I think I remember stories of Prince Charles himself rushing to the scene and helping to rescue art and artifacts from the walls and rooms, but I can’t remember if that’s true. Anyhow, several of the larger rooms were massively damaged, including two large halls that adjoin what was the chapel. It’s a shame that I couldn’t take pictures of these rooms myself due to photography restrictions, because they would be really useful to illustrate the following stories…
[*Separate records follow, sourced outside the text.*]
//! SQLite overlay store.
//!
//! Backs overlay state with a shared database file so several engine
//! processes can serve the same tables. Ids are stored as uuid strings,
//! geometry as JSON, activity stamps as unix seconds.

use std::sync::Arc;
use std::time::Duration;

use async_trait::async_trait;
use sqlx::{Row, SqlitePool};
use uuid::Uuid;

use gridhall_domain::{
    Aura, Measurement, PersistentMeasurement, SceneId, ShapeGeometry, TableId, TokenId, UserId,
};

use crate::infrastructure::overlay::{OverlayError, OverlayStore};
use crate::infrastructure::ports::ClockPort;

pub struct SqliteOverlayStore {
    pool: SqlitePool,
    clock: Arc<dyn ClockPort>,
}

impl SqliteOverlayStore {
    pub async fn new(db_path: &str, clock: Arc<dyn ClockPort>) -> Result<Self, OverlayError> {
        let pool = SqlitePool::connect(&format!("sqlite:{}?mode=rwc", db_path))
            .await
            .map_err(|e| OverlayError::storage("connect", e))?;

        sqlx::query(
            r#"
            CREATE TABLE IF NOT EXISTS overlay_measurements (
                table_id TEXT NOT NULL,
                user_id TEXT NOT NULL,
                scene_id TEXT NOT NULL,
                geometry_json TEXT NOT NULL,
                color TEXT,
                PRIMARY KEY (table_id, user_id)
            )
            "#,
        )
        .execute(&pool)
        .await
        .map_err(|e| OverlayError::storage("create_tables", e))?;

        // Reverse lookup for disconnect cleanup.
        sqlx::query(
            r#"
            CREATE INDEX IF NOT EXISTS idx_overlay_measurements_user
            ON overlay_measurements(user_id)
            "#,
        )
        .execute(&pool)
        .await
        .map_err(|e| OverlayError::storage("create_tables", e))?;

        sqlx::query(
            r#"
            CREATE TABLE IF NOT EXISTS overlay_persistents (
                table_id TEXT NOT NULL,
                scene_id TEXT NOT NULL,
                id TEXT NOT NULL,
                created_by TEXT NOT NULL,
                geometry_json TEXT NOT NULL,
                color TEXT,
                PRIMARY KEY (table_id, scene_id, id)
            )
            "#,
        )
        .execute(&pool)
        .await
        .map_err(|e| OverlayError::storage("create_tables", e))?;

        sqlx::query(
            r#"
            CREATE TABLE IF NOT EXISTS overlay_auras (
                table_id TEXT NOT NULL,
                scene_id TEXT NOT NULL,
                token_id TEXT NOT NULL,
                created_by TEXT NOT NULL,
                radius_meters REAL NOT NULL,
                color TEXT,
                PRIMARY KEY (table_id, scene_id, token_id)
            )
            "#,
        )
        .execute(&pool)
        .await
        .map_err(|e| OverlayError::storage("create_tables", e))?;

        sqlx::query(
            r#"
            CREATE TABLE IF NOT EXISTS overlay_activity (
                table_id TEXT PRIMARY KEY,
                last_activity INTEGER NOT NULL
            )
            "#,
        )
        .execute(&pool)
        .await
        .map_err(|e| OverlayError::storage("create_tables", e))?;

        Ok(Self { pool, clock })
    }

    async fn stamp(&self, table_id: TableId) -> Result<(), OverlayError> {
        sqlx::query(
            r#"
            INSERT INTO overlay_activity (table_id, last_activity)
            VALUES (?, ?)
            ON CONFLICT(table_id) DO UPDATE SET last_activity = excluded.last_activity
            "#,
        )
        .bind(table_id.to_string())
        .bind(self.clock.now().timestamp())
        .execute(&self.pool)
        .await
        .map_err(|e| OverlayError::storage("stamp_activity", e))?;
        Ok(())
    }

    async fn drop_table_rows(&self, table_id: &str) -> Result<(), OverlayError> {
        for table in [
            "overlay_measurements",
            "overlay_persistents",
            "overlay_auras",
            "overlay_activity",
        ] {
            sqlx::query(&format!("DELETE FROM {} WHERE table_id = ?", table))
                .bind(table_id)
                .execute(&self.pool)
                .await
                .map_err(|e| OverlayError::storage("drop_table_rows", e))?;
        }
        Ok(())
    }
}

fn parse_id(operation: &'static str, value: &str) -> Result<Uuid, OverlayError> {
    Uuid::parse_str(value).map_err(|e| OverlayError::storage(operation, e))
}

fn parse_geometry(operation: &'static str, json: &str) -> Result<ShapeGeometry, OverlayError> {
    serde_json::from_str(json).map_err(|e| OverlayError::storage(operation, e))
}

fn geometry_json(operation: &'static str, geometry: &ShapeGeometry) -> Result<String, OverlayError> {
    serde_json::to_string(geometry).map_err(|e| OverlayError::storage(operation, e))
}
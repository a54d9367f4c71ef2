//! Placing, moving, and editing tokens on the grid.
//!
//! Spatial mutations run under the scene's lock so two clients cannot land
//! on the same squares by racing each other. The token read before taking
//! the lock only routes to the right lock; everything that matters is
//! re-read under it.

use std::sync::Arc;

use gridhall_domain::{
    collides, footprint_squares, movement_cost, CharacterId, InitiativeEntry, SceneId, SquareId,
    TableId, Token, TokenError, TokenId, TokenSize, UserId, DEFAULT_MOVEMENT_MAX,
};

use crate::infrastructure::ports::{CharacterRepo, ClockPort, SceneRepo, TableRepo, TokenRepo};
use crate::infrastructure::scene_locks::SceneLocks;
use crate::use_cases::{permissions, ServiceError};

/// Request to place a fresh token.
pub struct PlaceTokenInput {
    pub scene_id: SceneId,
    pub name: String,
    pub square: SquareId,
    pub size: TokenSize,
    pub color: Option<String>,
    pub image_asset: Option<String>,
    pub character_id: Option<CharacterId>,
    pub owner: Option<UserId>,
    pub can_overlap: bool,
    pub movement_max: Option<f64>,
    pub add_to_initiative: bool,
}

/// Patch for an existing token; absent fields stay as they are.
pub struct EditTokenInput {
    pub token_id: TokenId,
    pub name: Option<String>,
    pub color: Option<String>,
    pub image_asset: Option<String>,
    pub size: Option<TokenSize>,
    pub can_overlap: Option<bool>,
    pub movement_max: Option<f64>,
}

#[derive(Debug)]
pub struct PlacedToken {
    pub token: Token,
    /// Initiative entry created alongside, when asked for.
    pub entry: Option<InitiativeEntry>,
}

#[derive(Debug)]
pub struct MoveOutcome {
    pub token: Token,
    /// Square the token stood on before this move (or undo).
    pub from: SquareId,
}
So one of the rooms that sustained serious damage was the Grand Reception Hall. I took a picture of the picture of it in the Windsor Castle guide book that I bought. (Actually, all of these interior pics are from that guidebook). What you’re seeing is the restored room. The cool stories from this room are, first, the floor. That’s still the original floor, but with a twist. The floorboards were badly charred in the fire. So what did they do? Like a stain on a sofa, they flipped each board individually and put it back down in place. I thought that was awesome. The other story is that giant urn at the far end. It’s two tons and over six feet tall, so they couldn’t exactly haul it out of the room in the middle of the fire. The thing is, it’s made of malachite. And if you know anything about rocks (which I didn’t until the tour explained it), malachite doesn’t come in enormous slabs. So really, the urn is marble covered with a fine layer of malachite fit together like jigsaw pieces. Well, during the fire, the urn filled and doused with boiling water. So the adhesive holding the malachite to its base melted. All of the pieces flaked off in the days following the fire. They had to be reassembled piece by piece in the years of restoration that followed.
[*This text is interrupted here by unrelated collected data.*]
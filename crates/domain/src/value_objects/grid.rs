//! Square-grid geometry: square ids, footprints, bounds and movement cost.
//!
//! A square id encodes the linear index `i = y * width + x` of a cell and
//! travels over the wire as the string `sq-<i>`. All functions here are pure;
//! callers read tokens from storage and pass them in for collision checks.

use std::fmt;
use std::str::FromStr;

use serde::{Deserialize, Deserializer, Serialize, Serializer};

use crate::entities::Token;
use crate::TokenId;

/// One cell of a scene grid, addressed by linear index.
#[derive(Debug, Clone, Copy, PartialEq, Eq, Hash, PartialOrd, Ord)]
pub struct SquareId(u32);

impl SquareId {
    pub fn new(index: u32) -> Self {
        Self(index)
    }

    pub fn index(&self) -> u32 {
        self.0
    }
}

impl fmt::Display for SquareId {
    fn fmt(&self, f: &mut fmt::Formatter<'_>) -> fmt::Result {
        write!(f, "sq-{}", self.0)
    }
}

#[derive(Debug, Clone, PartialEq, Eq, thiserror::Error)]
#[error("invalid square id '{0}', expected 'sq-<index>'")]
pub struct ParseSquareIdError(String);

impl FromStr for SquareId {
    type Err = ParseSquareIdError;

    fn from_str(s: &str) -> Result<Self, Self::Err> {
        let index = s
            .strip_prefix("sq-")
            .and_then(|rest| rest.parse::<u32>().ok())
            .ok_or_else(|| ParseSquareIdError(s.to_string()))?;
        Ok(Self(index))
    }
}

impl Serialize for SquareId {
    fn serialize<S>(&self, serializer: S) -> Result<S::Ok, S::Error>
    where
        S: Serializer,
    {
        serializer.collect_str(self)
    }
}

impl<'de> Deserialize<'de> for SquareId {
    fn deserialize<D>(deserializer: D) -> Result<Self, D::Error>
    where
        D: Deserializer<'de>,
    {
        let raw = String::deserialize(deserializer)?;
        raw.parse().map_err(serde::de::Error::custom)
    }
}

/// Token size class. Maps to the edge length N of the N×N footprint.
#[derive(Debug, Clone, Copy, PartialEq, Eq, Serialize, Deserialize)]
#[serde(rename_all = "camelCase")]
pub enum TokenSize {
    Medium,
    Large,
    Huge,
    Gargantuan,
    Colossal,
}

impl TokenSize {
    /// Edge length of the footprint in squares.
    pub fn edge(&self) -> u32 {
        match self {
            Self::Medium => 1,
            Self::Large => 2,
            Self::Huge => 3,
            Self::Gargantuan => 4,
            Self::Colossal => 5,
        }
    }
}

impl Default for TokenSize {
    fn default() -> Self {
        Self::Medium
    }
}

impl fmt::Display for TokenSize {
    fn fmt(&self, f: &mut fmt::Formatter<'_>) -> fmt::Result {
        match self {
            Self::Medium => write!(f, "medium"),
            Self::Large => write!(f, "large"),
            Self::Huge => write!(f, "huge"),
            Self::Gargantuan => write!(f, "gargantuan"),
            Self::Colossal => write!(f, "colossal"),
        }
    }
}

impl FromStr for TokenSize {
    type Err = ();

    fn from_str(s: &str) -> Result<Self, Self::Err> {
        match s {
            "medium" => Ok(Self::Medium),
            "large" => Ok(Self::Large),
            "huge" => Ok(Self::Huge),
            "gargantuan" => Ok(Self::Gargantuan),
            "colossal" => Ok(Self::Colossal),
            _ => Err(()),
        }
    }
}

#[derive(Debug, Clone, PartialEq, Eq, thiserror::Error)]
pub enum GridError {
    #[error("square {square} is outside the {width}x{height} grid")]
    OutOfBounds {
        square: SquareId,
        width: u32,
        height: u32,
    },
}

/// Decode a square id into `(x, y)` coordinates for a grid of the given width.
///
/// `width` must be positive (scene invariant).
pub fn to_coords(id: SquareId, width: u32) -> (u32, u32) {
    (id.index() % width, id.index() / width)
}

/// Encode `(x, y)` coordinates into a square id for a grid of the given width.
pub fn to_id(x: u32, y: u32, width: u32) -> SquareId {
    SquareId::new(y * width + x)
}

/// Whether the square lies inside a `width` × `height` grid.
pub fn is_inside_grid(id: SquareId, width: u32, height: u32) -> bool {
    (id.index() as u64) < (width as u64) * (height as u64)
}

/// The N×N block of squares a token of `size` occupies when anchored at
/// `anchor` (top-left cell). Fails when any cell of the block would fall
/// outside the grid; never returns a partial footprint.
pub fn footprint_squares(
    anchor: SquareId,
    size: TokenSize,
    width: u32,
    height: u32,
) -> Result<Vec<SquareId>, GridError> {
    let (x, y) = to_coords(anchor, width);
    let edge = size.edge();
    let mut squares = Vec::with_capacity((edge * edge) as usize);

    for dy in 0..edge {
        for dx in 0..edge {
            let (cx, cy) = (x + dx, y + dy);
            if cx >= width || cy >= height {
                return Err(GridError::OutOfBounds {
                    square: anchor,
                    width,
                    height,
                });
            }
            squares.push(to_id(cx, cy, width));
        }
    }

    Ok(squares)
}

/// Movement cost between two squares: Chebyshev (king-move) distance times
/// the scene's distance scale. Diagonal steps cost the same as orthogonal.
pub fn movement_cost(from: SquareId, to: SquareId, width: u32, meters_per_square: f64) -> f64 {
    let (fx, fy) = to_coords(from, width);
    let (tx, ty) = to_coords(to, width);
    let dx = fx.abs_diff(tx);
    let dy = fy.abs_diff(ty);
    f64::from(dx.max(dy)) * meters_per_square
}

/// Whether `footprint` overlaps any existing token's footprint.
///
/// Tokens flagged `can_overlap` are non-solid: they neither block nor are
/// blocked. `ignore` excludes the moving token itself from the check.
pub fn collides(
    tokens: &[Token],
    footprint: &[SquareId],
    width: u32,
    height: u32,
    ignore: Option<TokenId>,
) -> bool {
    tokens.iter().any(|token| {
        if Some(token.id) == ignore || token.can_overlap {
            return false;
        }
        match footprint_squares(token.square, token.size, width, height) {
            Ok(occupied) => occupied.iter().any(|cell| footprint.contains(cell)),
            // Stored tokens satisfy the containment invariant; anything else
            // cannot be meaningfully collided with.
            Err(_) => false,
        }
    })
}

#[cfg(test)]
mod tests {
    use super::*;
    use crate::{SceneId, TableId};

    fn token_at(square: SquareId, size: TokenSize, can_overlap: bool) -> Token {
        let mut token = Token::new(
            TableId::new(),
            SceneId::new(),
            "Goblin",
            square,
            size,
            30.0,
        );
        token.can_overlap = can_overlap;
        token
    }

    mod square_ids {
        use super::*;

        #[test]
        fn display_uses_sq_prefix() {
            assert_eq!(SquareId::new(42).to_string(), "sq-42");
        }

        #[test]
        fn parses_wire_form() {
            let id: SquareId = "sq-7".parse().unwrap();
            assert_eq!(id.index(), 7);
        }

        #[test]
        fn rejects_malformed_ids() {
            assert!("7".parse::<SquareId>().is_err());
            assert!("sq-".parse::<SquareId>().is_err());
            assert!("sq--1".parse::<SquareId>().is_err());
            assert!("square-7".parse::<SquareId>().is_err());
        }

        #[test]
        fn serde_round_trips_as_string() {
            let json = serde_json::to_string(&SquareId::new(3)).unwrap();
            assert_eq!(json, "\"sq-3\"");
            let back: SquareId = serde_json::from_str(&json).unwrap();
            assert_eq!(back, SquareId::new(3));
        }
    }

    mod coords {
        use super::*;

        #[test]
        fn to_coords_decodes_linear_index() {
            assert_eq!(to_coords(SquareId::new(0), 10), (0, 0));
            assert_eq!(to_coords(SquareId::new(9), 10), (9, 0));
            assert_eq!(to_coords(SquareId::new(10), 10), (0, 1));
            assert_eq!(to_coords(SquareId::new(23), 10), (3, 2));
        }

        #[test]
        fn to_id_round_trips() {
            for index in [0u32, 1, 9, 10, 55, 99] {
                let id = SquareId::new(index);
                let (x, y) = to_coords(id, 10);
                assert_eq!(to_id(x, y, 10), id);
            }
        }

        #[test]
        fn bounds_check_respects_height() {
            assert!(is_inside_grid(SquareId::new(99), 10, 10));
            assert!(!is_inside_grid(SquareId::new(100), 10, 10));
        }
    }

    mod footprints {
        use super::*;

        #[test]
        fn large_token_occupies_two_by_two_block() {
            let cells = footprint_squares(SquareId::new(0), TokenSize::Large, 10, 10).unwrap();
            let expected: Vec<SquareId> =
                [0u32, 1, 10, 11].iter().map(|&i| SquareId::new(i)).collect();
            assert_eq!(cells, expected);
        }

        #[test]
        fn large_token_at_right_edge_is_out_of_bounds() {
            let err = footprint_squares(SquareId::new(9), TokenSize::Large, 10, 10).unwrap_err();
            assert_eq!(
                err,
                GridError::OutOfBounds {
                    square: SquareId::new(9),
                    width: 10,
                    height: 10,
                }
            );
        }

        #[test]
        fn footprint_is_never_partial() {
            for size in [
                TokenSize::Medium,
                TokenSize::Large,
                TokenSize::Huge,
                TokenSize::Gargantuan,
                TokenSize::Colossal,
            ] {
                for anchor in 0..100u32 {
                    match footprint_squares(SquareId::new(anchor), size, 10, 10) {
                        Ok(cells) => {
                            let edge = size.edge();
                            assert_eq!(cells.len() as u32, edge * edge);
                            assert!(cells.iter().all(|&c| is_inside_grid(c, 10, 10)));
                        }
                        Err(GridError::OutOfBounds { .. }) => {}
                    }
                }
            }
        }

        #[test]
        fn anchor_past_last_row_is_out_of_bounds() {
            assert!(footprint_squares(SquareId::new(100), TokenSize::Medium, 10, 10).is_err());
        }
    }

    mod movement {
        use super::*;

        #[test]
        fn diagonal_distance_uses_chebyshev() {
            // sq-0 is (0,0); sq-44 is (4,4) on a 10-wide grid: 4 king moves.
            let cost = movement_cost(SquareId::new(0), SquareId::new(44), 10, 1.5);
            assert!((cost - 6.0).abs() < f64::EPSILON);
        }

        #[test]
        fn orthogonal_and_diagonal_cost_the_same_per_square() {
            let straight = movement_cost(SquareId::new(0), SquareId::new(4), 10, 1.5);
            let diagonal = movement_cost(SquareId::new(0), SquareId::new(44), 10, 1.5);
            assert!((straight - diagonal).abs() < f64::EPSILON);
        }

        #[test]
        fn zero_distance_costs_nothing() {
            assert_eq!(movement_cost(SquareId::new(5), SquareId::new(5), 10, 1.5), 0.0);
        }
    }

    mod collision {
        use super::*;

        #[test]
        fn overlapping_footprints_collide() {
            let existing = vec![token_at(SquareId::new(0), TokenSize::Large, false)];
            let incoming = footprint_squares(SquareId::new(11), TokenSize::Large, 10, 10).unwrap();
            assert!(collides(&existing, &incoming, 10, 10, None));
        }

        #[test]
        fn disjoint_footprints_do_not_collide() {
            let existing = vec![token_at(SquareId::new(0), TokenSize::Large, false)];
            let incoming = footprint_squares(SquareId::new(22), TokenSize::Large, 10, 10).unwrap();
            assert!(!collides(&existing, &incoming, 10, 10, None));
        }

        #[test]
        fn non_solid_tokens_do_not_block() {
            let existing = vec![token_at(SquareId::new(0), TokenSize::Large, true)];
            let incoming = footprint_squares(SquareId::new(0), TokenSize::Medium, 10, 10).unwrap();
            assert!(!collides(&existing, &incoming, 10, 10, None));
        }

        #[test]
        fn moving_token_ignores_its_own_squares() {
            let existing = vec![token_at(SquareId::new(0), TokenSize::Large, false)];
            let own_id = existing[0].id;
            let incoming = footprint_squares(SquareId::new(1), TokenSize::Large, 10, 10).unwrap();
            assert!(!collides(&existing, &incoming, 10, 10, Some(own_id)));
        }
    }
}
The other cool fire story is about St. George’s Hall, which is massive and beautiful. But for a historian, the story behind it is such an exciting insight into history that I was almost jumping up and down. See all that marvelous ceiling beamwork? Looks medieval, right? Nope. The entire ceiling was destroyed in the fire. There was a scary-sad picture of it looking like a burned out skeleton on the tour. So they reconstructed it. BUT, they did all the work in the medieval style with historical tools and erected it completely the way the original ceiling would have been made. And you may or may not be able to tell from this picture, but the texture and color of the wood is very, very different from the hundreds of years old ceilings you see in medieval buildings now. So for me, it totally informed on what these magnificent structures would have felt like when they were new…which is not the same as they feel now. I think places like Westminster Abbey (which I visited yesterday) and Winchester Cathedral (which I visited in 2010) would have felt much warmer and more vibrant than they do now.
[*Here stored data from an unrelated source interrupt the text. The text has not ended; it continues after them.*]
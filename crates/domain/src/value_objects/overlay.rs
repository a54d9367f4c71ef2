//! Overlay value objects: measurements and auras.
//!
//! These never touch the document store; they live in the overlay store and
//! are broadcast to the table's room as they change.

use serde::{Deserialize, Serialize};

use crate::{SceneId, TokenId, UserId};

/// A point on the scene canvas, in grid-square units (fractional while
/// dragging).
#[derive(Debug, Clone, Copy, PartialEq, Serialize, Deserialize)]
pub struct Point {
    pub x: f64,
    pub y: f64,
}

impl Point {
    pub fn new(x: f64, y: f64) -> Self {
        Self { x, y }
    }
}

/// Shape of a measurement. Closed set: unknown shapes are a validation
/// error, not a passthrough string.
#[derive(Debug, Clone, Copy, PartialEq, Eq, Serialize, Deserialize)]
#[serde(rename_all = "camelCase")]
pub enum MeasurementKind {
    Ruler,
    Cone,
    Circle,
    Square,
    Line,
    Beam,
}

impl std::fmt::Display for MeasurementKind {
    fn fmt(&self, f: &mut std::fmt::Formatter<'_>) -> std::fmt::Result {
        match self {
            Self::Ruler => write!(f, "ruler"),
            Self::Cone => write!(f, "cone"),
            Self::Circle => write!(f, "circle"),
            Self::Square => write!(f, "square"),
            Self::Line => write!(f, "line"),
            Self::Beam => write!(f, "beam"),
        }
    }
}

impl std::str::FromStr for MeasurementKind {
    type Err = ();

    fn from_str(s: &str) -> Result<Self, Self::Err> {
        match s {
            "ruler" => Ok(Self::Ruler),
            "cone" => Ok(Self::Cone),
            "circle" => Ok(Self::Circle),
            "square" => Ok(Self::Square),
            "line" => Ok(Self::Line),
            "beam" => Ok(Self::Beam),
            _ => Err(()),
        }
    }
}

/// Geometry of a drawn shape: kind plus the drag from origin to target.
/// For circles the origin-target distance is the radius; for cones and
/// beams the target fixes direction and reach.
#[derive(Debug, Clone, Copy, PartialEq, Serialize, Deserialize)]
#[serde(rename_all = "camelCase")]
pub struct ShapeGeometry {
    pub kind: MeasurementKind,
    pub origin: Point,
    pub target: Point,
}

impl ShapeGeometry {
    pub fn new(kind: MeasurementKind, origin: Point, target: Point) -> Self {
        Self {
            kind,
            origin,
            target,
        }
    }
}

/// A user's transient measurement on the active scene. One per (table, user);
/// the next shape the user draws replaces it.
#[derive(Debug, Clone, PartialEq, Serialize, Deserialize)]
#[serde(rename_all = "camelCase")]
pub struct Measurement {
    pub user_id: UserId,
    pub scene_id: SceneId,
    pub geometry: ShapeGeometry,
    pub color: Option<String>,
}

impl Measurement {
    pub fn new(user_id: UserId, scene_id: SceneId, geometry: ShapeGeometry) -> Self {
        Self {
            user_id,
            scene_id,
            geometry,
            color: None,
        }
    }

    pub fn with_color(mut self, color: impl Into<String>) -> Self {
        self.color = Some(color.into());
        self
    }
}

/// A measurement pinned to the scene until explicitly removed or the scene
/// is cleared. Identified by a short random id.
#[derive(Debug, Clone, PartialEq, Serialize, Deserialize)]
#[serde(rename_all = "camelCase")]
pub struct PersistentMeasurement {
    pub id: String,
    pub scene_id: SceneId,
    pub created_by: UserId,
    pub geometry: ShapeGeometry,
    pub color: Option<String>,
}

impl PersistentMeasurement {
    pub fn new(
        id: impl Into<String>,
        scene_id: SceneId,
        created_by: UserId,
        geometry: ShapeGeometry,
    ) -> Self {
        Self {
            id: id.into(),
            scene_id,
            created_by,
            geometry,
            color: None,
        }
    }

    pub fn with_color(mut self, color: impl Into<String>) -> Self {
        self.color = Some(color.into());
        self
    }
}

/// A radius effect anchored to a token's identity. At most one per token per
/// scene; upserting replaces the previous one.
#[derive(Debug, Clone, PartialEq, Serialize, Deserialize)]
#[serde(rename_all = "camelCase")]
pub struct Aura {
    pub token_id: TokenId,
    pub scene_id: SceneId,
    pub created_by: UserId,
    pub radius_meters: f64,
    pub color: Option<String>,
}

impl Aura {
    pub fn new(token_id: TokenId, scene_id: SceneId, created_by: UserId, radius_meters: f64) -> Self {
        Self {
            token_id,
            scene_id,
            created_by,
            radius_meters,
            color: None,
        }
    }

    pub fn with_color(mut self, color: impl Into<String>) -> Self {
        self.color = Some(color.into());
        self
    }
}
But the coolest of the cool parts of the reconstructed castle is the brand new Lantern Lobby. This is where the fire started. Like I said, it was formerly Queen Victoria’s private chapel. But when it came time to rebuilt, they brought in architects to take a look and totally rethink what the space should be. This room is what they came up with. And the ceiling is incredible. But unlike St. George’s Hall, which was reconstructed in the medieval fashion, this ceiling and it’s vaulting was designed by computer! All of the angles and placement and calculations were designed specifically to draw the eye upward and to bring it together into an amazing, aesthetic harmony. And really, this pic doesn’t do justice to how perfectly that mission was accomplished. It’s so cool.

So those are just some of my observations about the castle. I have another really awesome story about St. George’s Chapel (which is bigger than the Cathedral in my hometown), where my man, Charles I, is buried. But I’ll tell that story in another blog post.